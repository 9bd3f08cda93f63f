// Copyright 2026 Zillow Client Contributors
// SPDX-License-Identifier: Apache-2.0

//! Client for the Zillow Web Services valuation API.
//!
//! Issues one HTTP GET per operation and maps the XML responses into typed
//! [`Property`] records. Mapping is deliberately tolerant: the API omits
//! and reshapes fields freely between responses, so every entity field is
//! an `Option` filled independently, and a missing field never fails a
//! call.
//!
//! ```no_run
//! use zillow::ValuationClient;
//!
//! # async fn run() -> zillow::Result<()> {
//! let client = ValuationClient::new()?;
//! let place = client
//!     .search_results("your-zws-id", "2114 Bigelow Ave", "Seattle, WA", false)
//!     .await?;
//! println!("zpid {:?} valued at {:?}", place.zpid, place.zestimate.amount);
//! # Ok(())
//! # }
//! ```
//!
//! Failures fall into three kinds: [`Error::InvalidRequest`] for missing
//! parameters (raised before any network traffic), [`Error::Transport`]
//! for network and HTTP-status failures, and [`Error::MalformedResponse`]
//! for bodies that decode but lack the expected result structure (the raw
//! body text rides along for diagnosis).

pub mod client;
pub mod config;
pub mod error;
pub mod notices;
pub mod property;
pub mod xml;

pub use client::ValuationClient;
pub use config::ClientConfig;
pub use error::{Error, Result};
pub use notices::{Notice, NoticeBus};
pub use property::{
    map_comparables, Address, CompReject, CompsResult, DetailLevel, ExtendedDetails, Links,
    LocalMarket, MapError, Property, Zestimate,
};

◆ What to do:
Emit the records above again, exactly, with no line skipped.

◆ Result:
repository 9bd3f08cda93f63f
// Copyright 2026 Zillow Client Contributors
// SPDX-License-Identifier: Apache-2.0

//! Client for the Zillow Web Services valuation API.
//!
//! Issues one HTTP GET per operation and maps the XML responses into typed
//! [`Property`] records. Mapping is deliberately tolerant: the API omits
//! and reshapes fields freely between responses, so every entity field is
//! an `Option` filled independently, and a missing field never fails a
//! call.
//!
//! ```no_run
//! use zillow::ValuationClient;
//!
//! # async fn run() -> zillow::Result<()> {
//! let client = ValuationClient::new()?;
//! let place = client
//!     .search_results("your-zws-id", "2114 Bigelow Ave", "Seattle, WA", false)
//!     .await?;
//! println!("zpid {:?} valued at {:?}", place.zpid, place.zestimate.amount);
//! # Ok(())
//! # }
//! ```
//!
//! Failures fall into three kinds: [`Error::InvalidRequest`] for missing
//! parameters (raised before any network traffic), [`Error::Transport`]
//! for network and HTTP-status failures, and [`Error::MalformedResponse`]
//! for bodies that decode but lack the expected result structure (the raw
//! body text rides along for diagnosis).

pub mod client;
pub mod config;
pub mod error;
pub mod notices;
pub mod property;
pub mod xml;

pub use client::ValuationClient;
pub use config::ClientConfig;
pub use error::{Error, Result};
pub use notices::{Notice, NoticeBus};
pub use property::{
    map_comparables, Address, CompReject, CompsResult, DetailLevel, ExtendedDetails, Links,
    LocalMarket, MapError, Property, Zestimate,
};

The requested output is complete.